Requirement: Only the lines that hold the word "than" are wanted from this listing.

Provided material:
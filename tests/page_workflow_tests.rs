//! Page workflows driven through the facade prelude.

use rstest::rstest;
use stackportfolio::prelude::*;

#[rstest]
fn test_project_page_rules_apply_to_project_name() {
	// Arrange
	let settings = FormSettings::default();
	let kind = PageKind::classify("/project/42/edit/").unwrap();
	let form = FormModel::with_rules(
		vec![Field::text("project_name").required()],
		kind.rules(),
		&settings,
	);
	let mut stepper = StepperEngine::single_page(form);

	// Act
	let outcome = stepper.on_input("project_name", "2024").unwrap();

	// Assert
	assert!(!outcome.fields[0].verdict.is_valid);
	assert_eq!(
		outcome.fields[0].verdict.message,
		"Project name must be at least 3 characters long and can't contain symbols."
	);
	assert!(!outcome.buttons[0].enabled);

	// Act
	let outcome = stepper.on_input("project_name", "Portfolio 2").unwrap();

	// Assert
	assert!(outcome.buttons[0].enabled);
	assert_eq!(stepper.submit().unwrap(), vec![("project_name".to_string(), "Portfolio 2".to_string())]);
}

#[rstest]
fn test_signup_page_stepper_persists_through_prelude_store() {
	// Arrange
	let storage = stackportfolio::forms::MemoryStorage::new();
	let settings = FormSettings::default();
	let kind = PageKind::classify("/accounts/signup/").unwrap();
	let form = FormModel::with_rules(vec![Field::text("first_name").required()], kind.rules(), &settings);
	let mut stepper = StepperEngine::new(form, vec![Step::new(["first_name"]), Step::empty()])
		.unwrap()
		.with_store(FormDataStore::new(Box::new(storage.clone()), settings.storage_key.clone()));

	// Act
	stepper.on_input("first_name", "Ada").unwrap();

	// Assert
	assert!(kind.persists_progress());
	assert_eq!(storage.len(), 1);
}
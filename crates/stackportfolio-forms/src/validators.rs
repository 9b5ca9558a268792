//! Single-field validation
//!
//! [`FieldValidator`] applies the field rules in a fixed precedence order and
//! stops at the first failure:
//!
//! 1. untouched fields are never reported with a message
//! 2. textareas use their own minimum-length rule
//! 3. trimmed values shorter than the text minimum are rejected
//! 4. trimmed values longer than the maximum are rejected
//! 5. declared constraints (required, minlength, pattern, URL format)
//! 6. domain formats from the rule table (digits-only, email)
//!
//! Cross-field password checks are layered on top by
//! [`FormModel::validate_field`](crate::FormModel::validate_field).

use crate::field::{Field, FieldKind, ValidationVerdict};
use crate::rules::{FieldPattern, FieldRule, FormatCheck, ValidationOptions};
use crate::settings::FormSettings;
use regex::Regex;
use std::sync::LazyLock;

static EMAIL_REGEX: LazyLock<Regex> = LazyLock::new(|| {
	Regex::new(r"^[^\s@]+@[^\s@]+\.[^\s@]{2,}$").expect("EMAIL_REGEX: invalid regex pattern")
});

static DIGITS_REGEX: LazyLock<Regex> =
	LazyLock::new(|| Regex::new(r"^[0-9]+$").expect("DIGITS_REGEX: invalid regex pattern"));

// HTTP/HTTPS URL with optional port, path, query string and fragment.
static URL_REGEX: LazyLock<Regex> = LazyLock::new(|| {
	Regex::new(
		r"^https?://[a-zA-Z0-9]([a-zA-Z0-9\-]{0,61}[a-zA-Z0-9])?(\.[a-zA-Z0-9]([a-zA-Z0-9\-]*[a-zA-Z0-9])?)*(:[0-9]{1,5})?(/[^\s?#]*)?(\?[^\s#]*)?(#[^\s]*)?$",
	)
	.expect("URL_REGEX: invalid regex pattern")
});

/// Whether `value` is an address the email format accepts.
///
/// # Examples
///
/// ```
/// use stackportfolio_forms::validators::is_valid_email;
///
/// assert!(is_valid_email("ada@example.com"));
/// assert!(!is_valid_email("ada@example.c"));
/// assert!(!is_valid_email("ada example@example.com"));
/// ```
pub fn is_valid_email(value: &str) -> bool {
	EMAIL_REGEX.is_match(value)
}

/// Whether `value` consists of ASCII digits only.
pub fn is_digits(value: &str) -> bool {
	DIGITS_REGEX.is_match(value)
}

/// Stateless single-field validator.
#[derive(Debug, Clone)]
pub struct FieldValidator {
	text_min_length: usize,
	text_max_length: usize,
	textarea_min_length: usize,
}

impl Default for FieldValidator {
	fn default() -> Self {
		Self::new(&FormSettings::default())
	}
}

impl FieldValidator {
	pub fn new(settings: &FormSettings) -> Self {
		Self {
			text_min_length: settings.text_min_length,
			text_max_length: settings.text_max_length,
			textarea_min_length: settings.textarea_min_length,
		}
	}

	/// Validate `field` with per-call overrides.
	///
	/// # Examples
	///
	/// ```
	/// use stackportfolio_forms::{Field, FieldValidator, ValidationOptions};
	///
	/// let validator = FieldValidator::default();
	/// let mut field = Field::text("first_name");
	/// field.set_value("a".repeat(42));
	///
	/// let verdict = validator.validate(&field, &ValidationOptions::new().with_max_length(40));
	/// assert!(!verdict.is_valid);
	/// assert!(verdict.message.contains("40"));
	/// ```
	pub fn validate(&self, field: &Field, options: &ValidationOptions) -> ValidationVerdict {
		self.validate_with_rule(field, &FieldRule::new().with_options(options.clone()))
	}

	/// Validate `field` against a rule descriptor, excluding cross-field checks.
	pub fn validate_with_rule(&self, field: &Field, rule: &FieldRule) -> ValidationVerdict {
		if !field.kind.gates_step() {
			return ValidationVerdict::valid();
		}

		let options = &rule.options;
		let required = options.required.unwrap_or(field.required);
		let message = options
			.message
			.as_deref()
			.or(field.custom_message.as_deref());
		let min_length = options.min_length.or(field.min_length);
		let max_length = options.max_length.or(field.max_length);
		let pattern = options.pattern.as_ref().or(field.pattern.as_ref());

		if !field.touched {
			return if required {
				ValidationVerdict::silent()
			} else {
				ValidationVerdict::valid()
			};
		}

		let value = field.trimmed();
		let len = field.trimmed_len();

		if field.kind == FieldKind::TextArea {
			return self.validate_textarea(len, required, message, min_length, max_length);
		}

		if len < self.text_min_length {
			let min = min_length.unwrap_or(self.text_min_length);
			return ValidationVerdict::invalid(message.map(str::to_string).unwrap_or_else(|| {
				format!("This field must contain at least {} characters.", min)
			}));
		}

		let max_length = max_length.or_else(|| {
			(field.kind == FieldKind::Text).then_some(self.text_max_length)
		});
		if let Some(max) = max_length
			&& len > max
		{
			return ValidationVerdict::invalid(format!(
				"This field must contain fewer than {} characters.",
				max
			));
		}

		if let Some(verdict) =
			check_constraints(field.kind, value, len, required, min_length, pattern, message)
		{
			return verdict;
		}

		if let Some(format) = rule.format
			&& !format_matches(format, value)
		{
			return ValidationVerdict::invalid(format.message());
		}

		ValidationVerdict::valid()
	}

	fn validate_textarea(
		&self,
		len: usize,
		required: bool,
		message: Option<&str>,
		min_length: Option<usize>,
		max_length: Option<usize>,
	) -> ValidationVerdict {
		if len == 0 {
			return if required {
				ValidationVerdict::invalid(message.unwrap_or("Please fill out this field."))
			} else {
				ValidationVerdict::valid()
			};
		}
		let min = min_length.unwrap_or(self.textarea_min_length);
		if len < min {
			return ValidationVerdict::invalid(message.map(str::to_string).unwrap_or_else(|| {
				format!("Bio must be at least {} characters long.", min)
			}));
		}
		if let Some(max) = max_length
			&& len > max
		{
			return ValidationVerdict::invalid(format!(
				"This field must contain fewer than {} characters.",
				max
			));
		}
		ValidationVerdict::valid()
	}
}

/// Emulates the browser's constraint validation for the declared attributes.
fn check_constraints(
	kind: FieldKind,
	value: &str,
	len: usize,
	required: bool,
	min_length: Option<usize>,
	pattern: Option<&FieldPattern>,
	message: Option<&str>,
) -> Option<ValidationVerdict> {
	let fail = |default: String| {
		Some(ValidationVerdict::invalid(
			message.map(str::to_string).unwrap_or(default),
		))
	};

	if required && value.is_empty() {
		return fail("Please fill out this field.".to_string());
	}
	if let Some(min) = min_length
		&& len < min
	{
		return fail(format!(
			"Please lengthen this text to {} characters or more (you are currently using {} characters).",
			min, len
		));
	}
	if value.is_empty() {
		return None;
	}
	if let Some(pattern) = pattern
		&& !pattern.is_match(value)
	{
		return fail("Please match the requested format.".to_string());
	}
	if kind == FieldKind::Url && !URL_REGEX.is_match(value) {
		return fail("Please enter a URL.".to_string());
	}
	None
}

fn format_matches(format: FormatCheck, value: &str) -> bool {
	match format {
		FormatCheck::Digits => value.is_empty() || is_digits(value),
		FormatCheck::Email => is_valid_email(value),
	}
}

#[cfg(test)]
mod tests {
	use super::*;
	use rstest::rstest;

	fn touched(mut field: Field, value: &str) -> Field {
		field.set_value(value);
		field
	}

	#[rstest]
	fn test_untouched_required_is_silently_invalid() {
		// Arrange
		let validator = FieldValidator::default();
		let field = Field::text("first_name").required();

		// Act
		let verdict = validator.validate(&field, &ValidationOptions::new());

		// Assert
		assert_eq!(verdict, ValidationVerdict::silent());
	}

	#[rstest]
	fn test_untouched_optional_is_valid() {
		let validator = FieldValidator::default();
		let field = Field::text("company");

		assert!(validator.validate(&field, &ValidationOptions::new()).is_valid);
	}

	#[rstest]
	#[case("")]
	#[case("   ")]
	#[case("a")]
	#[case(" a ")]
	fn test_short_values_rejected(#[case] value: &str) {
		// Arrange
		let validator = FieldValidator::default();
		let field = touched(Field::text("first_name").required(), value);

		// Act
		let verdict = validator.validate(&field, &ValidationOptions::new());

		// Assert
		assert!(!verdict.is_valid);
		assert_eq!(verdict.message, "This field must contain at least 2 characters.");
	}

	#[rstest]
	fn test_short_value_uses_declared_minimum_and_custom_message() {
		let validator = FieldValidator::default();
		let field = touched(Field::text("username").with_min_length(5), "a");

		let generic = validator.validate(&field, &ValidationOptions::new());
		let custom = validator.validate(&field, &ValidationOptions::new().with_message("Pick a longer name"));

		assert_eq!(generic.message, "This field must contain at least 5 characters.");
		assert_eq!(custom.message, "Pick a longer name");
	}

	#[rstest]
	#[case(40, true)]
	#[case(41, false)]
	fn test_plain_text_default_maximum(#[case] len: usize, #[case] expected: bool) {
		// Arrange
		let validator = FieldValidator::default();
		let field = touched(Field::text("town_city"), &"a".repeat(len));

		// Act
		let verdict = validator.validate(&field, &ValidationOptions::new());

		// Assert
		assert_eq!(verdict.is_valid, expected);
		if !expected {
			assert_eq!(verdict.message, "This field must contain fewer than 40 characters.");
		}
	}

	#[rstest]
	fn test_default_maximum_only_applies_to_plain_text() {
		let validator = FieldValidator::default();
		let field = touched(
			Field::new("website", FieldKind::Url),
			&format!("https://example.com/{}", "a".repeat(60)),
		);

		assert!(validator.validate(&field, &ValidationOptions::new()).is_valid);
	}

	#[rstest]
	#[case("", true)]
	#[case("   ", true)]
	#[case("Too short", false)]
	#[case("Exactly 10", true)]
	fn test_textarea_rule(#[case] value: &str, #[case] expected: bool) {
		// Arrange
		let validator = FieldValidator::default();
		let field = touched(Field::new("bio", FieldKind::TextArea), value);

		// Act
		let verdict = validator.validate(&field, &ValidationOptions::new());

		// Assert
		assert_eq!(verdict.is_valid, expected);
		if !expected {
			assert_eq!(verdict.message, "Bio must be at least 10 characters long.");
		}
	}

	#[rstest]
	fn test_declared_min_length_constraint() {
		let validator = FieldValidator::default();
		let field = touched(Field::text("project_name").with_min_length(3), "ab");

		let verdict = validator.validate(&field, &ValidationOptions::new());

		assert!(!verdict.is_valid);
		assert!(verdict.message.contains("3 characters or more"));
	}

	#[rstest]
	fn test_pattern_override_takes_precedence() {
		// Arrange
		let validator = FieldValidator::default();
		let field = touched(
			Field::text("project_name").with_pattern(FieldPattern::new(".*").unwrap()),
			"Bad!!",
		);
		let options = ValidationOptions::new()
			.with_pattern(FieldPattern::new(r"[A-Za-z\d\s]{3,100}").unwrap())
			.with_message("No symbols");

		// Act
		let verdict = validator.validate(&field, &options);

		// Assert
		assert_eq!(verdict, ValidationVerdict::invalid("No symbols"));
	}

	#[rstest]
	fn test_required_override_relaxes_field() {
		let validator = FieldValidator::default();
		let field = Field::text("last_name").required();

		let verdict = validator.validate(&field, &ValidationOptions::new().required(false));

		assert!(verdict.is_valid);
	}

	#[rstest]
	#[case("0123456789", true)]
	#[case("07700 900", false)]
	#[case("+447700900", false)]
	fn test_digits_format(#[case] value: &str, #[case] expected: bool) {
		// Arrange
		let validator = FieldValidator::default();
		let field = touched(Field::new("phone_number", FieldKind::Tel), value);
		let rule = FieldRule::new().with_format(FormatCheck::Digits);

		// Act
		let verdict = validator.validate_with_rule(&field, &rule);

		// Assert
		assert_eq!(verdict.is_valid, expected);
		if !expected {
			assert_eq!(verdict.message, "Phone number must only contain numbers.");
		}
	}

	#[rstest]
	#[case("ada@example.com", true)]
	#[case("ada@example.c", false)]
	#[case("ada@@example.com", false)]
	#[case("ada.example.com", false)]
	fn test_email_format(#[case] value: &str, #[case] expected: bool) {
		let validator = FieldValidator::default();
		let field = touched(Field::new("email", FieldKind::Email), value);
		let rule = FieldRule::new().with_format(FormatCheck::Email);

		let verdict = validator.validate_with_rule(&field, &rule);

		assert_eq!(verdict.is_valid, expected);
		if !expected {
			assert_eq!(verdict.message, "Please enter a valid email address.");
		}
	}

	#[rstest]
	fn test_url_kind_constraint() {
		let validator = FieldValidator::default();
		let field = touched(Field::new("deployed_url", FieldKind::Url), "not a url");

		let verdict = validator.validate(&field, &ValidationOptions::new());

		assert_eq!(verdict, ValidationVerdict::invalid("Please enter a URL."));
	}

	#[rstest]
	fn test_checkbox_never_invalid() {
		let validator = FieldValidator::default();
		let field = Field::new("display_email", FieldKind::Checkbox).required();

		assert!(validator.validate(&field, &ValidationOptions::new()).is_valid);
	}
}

Solution to this problem:
//! 3. trimmed values shorter than the text minimum are rejected
//! 4. trimmed values longer than the maximum are rejected
				"This field must contain fewer than {} characters.",
				"This field must contain fewer than {} characters.",
			assert_eq!(verdict.message, "This field must contain fewer than 40 characters.");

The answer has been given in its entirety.